::: Available data

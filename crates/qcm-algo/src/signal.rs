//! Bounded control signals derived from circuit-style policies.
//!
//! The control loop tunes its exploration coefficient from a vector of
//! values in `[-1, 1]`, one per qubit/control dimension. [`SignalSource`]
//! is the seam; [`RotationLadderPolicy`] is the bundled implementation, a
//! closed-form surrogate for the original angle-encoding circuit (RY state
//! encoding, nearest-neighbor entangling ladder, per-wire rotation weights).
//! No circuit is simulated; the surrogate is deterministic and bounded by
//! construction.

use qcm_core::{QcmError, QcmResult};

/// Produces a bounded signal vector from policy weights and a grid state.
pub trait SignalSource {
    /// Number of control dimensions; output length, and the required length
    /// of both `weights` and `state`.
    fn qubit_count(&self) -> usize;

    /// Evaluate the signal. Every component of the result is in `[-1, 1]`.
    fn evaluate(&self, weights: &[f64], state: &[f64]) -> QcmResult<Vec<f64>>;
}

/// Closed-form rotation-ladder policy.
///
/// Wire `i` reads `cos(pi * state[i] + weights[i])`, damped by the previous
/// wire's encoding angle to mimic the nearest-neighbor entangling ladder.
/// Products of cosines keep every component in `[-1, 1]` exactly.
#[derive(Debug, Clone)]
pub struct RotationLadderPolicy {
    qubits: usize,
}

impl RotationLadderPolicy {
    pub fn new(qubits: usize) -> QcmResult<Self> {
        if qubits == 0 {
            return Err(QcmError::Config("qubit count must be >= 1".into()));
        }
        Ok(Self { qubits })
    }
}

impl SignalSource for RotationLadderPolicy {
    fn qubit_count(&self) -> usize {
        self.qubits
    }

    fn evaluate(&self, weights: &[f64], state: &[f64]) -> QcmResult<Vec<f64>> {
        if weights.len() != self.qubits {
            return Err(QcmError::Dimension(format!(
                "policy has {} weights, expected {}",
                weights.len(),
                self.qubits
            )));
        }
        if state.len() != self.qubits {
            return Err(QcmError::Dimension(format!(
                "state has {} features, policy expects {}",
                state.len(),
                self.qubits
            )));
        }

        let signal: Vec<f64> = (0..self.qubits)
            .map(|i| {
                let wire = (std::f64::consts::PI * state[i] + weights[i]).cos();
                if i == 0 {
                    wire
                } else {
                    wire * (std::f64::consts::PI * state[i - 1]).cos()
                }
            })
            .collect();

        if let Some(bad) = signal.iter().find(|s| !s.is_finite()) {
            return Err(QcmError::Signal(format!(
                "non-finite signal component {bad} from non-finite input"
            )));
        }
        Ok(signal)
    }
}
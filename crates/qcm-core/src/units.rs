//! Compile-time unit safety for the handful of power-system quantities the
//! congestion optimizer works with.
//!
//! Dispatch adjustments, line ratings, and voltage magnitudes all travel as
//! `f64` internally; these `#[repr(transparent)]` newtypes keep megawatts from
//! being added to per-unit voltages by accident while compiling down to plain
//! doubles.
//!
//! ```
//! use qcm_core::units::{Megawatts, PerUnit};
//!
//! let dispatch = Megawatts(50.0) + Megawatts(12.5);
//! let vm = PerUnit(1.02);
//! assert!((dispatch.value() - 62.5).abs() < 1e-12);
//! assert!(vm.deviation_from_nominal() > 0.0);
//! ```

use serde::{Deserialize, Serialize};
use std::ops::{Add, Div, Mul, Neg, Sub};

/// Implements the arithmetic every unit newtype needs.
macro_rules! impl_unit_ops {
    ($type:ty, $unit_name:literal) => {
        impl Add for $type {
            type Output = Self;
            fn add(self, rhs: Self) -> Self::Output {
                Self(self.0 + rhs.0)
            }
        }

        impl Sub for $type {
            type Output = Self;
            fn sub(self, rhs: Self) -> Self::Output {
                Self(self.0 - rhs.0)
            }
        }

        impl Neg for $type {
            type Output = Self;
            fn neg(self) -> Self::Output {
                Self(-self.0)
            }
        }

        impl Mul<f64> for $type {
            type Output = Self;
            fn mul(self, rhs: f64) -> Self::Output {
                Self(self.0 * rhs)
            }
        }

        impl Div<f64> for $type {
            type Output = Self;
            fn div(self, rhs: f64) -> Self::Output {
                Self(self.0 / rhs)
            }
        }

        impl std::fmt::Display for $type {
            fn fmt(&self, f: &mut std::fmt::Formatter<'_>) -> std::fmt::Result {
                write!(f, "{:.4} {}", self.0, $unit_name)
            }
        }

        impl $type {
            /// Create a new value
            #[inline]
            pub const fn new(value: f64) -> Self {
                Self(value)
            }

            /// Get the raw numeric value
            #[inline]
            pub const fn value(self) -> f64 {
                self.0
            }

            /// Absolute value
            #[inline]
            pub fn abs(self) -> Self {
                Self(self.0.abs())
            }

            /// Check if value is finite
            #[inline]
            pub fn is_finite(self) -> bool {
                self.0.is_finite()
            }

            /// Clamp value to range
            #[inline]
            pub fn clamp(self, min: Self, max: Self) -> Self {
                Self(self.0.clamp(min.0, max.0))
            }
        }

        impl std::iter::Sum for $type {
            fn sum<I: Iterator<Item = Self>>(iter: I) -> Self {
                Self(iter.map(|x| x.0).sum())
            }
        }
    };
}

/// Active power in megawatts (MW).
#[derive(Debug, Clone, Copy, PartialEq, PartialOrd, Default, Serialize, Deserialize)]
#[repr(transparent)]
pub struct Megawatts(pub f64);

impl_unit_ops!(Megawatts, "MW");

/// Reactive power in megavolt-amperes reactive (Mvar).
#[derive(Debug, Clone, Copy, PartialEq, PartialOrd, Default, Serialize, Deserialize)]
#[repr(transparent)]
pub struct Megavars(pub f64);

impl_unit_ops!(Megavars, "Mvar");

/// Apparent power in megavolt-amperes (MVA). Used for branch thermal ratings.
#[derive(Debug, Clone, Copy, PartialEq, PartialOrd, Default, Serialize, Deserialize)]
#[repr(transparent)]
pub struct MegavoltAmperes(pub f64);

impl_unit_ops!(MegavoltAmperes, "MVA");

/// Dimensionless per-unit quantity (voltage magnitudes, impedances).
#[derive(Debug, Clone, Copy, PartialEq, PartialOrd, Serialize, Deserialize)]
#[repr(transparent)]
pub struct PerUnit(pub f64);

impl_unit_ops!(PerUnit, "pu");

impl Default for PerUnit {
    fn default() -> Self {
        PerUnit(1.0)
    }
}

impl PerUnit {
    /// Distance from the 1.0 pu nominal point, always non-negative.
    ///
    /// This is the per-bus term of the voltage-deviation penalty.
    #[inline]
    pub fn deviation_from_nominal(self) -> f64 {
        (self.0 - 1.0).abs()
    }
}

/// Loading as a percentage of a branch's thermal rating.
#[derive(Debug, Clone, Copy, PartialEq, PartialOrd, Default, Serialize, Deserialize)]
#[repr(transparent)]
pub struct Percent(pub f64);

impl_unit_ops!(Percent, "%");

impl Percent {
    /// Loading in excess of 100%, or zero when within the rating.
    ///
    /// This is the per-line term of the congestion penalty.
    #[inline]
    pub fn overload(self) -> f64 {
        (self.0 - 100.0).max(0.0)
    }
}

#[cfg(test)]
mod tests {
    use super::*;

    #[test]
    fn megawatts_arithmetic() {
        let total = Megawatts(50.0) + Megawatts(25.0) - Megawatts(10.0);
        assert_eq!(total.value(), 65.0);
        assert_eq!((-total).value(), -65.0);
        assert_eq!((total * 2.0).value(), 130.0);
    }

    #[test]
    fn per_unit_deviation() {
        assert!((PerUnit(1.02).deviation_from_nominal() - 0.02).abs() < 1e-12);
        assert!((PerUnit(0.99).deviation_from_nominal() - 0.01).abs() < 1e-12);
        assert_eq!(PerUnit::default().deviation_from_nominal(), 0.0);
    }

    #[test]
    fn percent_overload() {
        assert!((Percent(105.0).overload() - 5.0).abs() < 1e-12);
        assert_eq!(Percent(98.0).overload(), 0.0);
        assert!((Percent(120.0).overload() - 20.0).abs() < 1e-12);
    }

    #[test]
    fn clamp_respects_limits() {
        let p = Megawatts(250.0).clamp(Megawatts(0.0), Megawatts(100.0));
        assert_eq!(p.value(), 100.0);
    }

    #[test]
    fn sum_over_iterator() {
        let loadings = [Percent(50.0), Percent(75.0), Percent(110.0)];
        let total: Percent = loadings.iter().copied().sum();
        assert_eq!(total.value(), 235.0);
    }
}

::::::

■ Exercise goal
Nothing but a number belongs in the answer: the number of lines above that contain "power".

■ Answer
4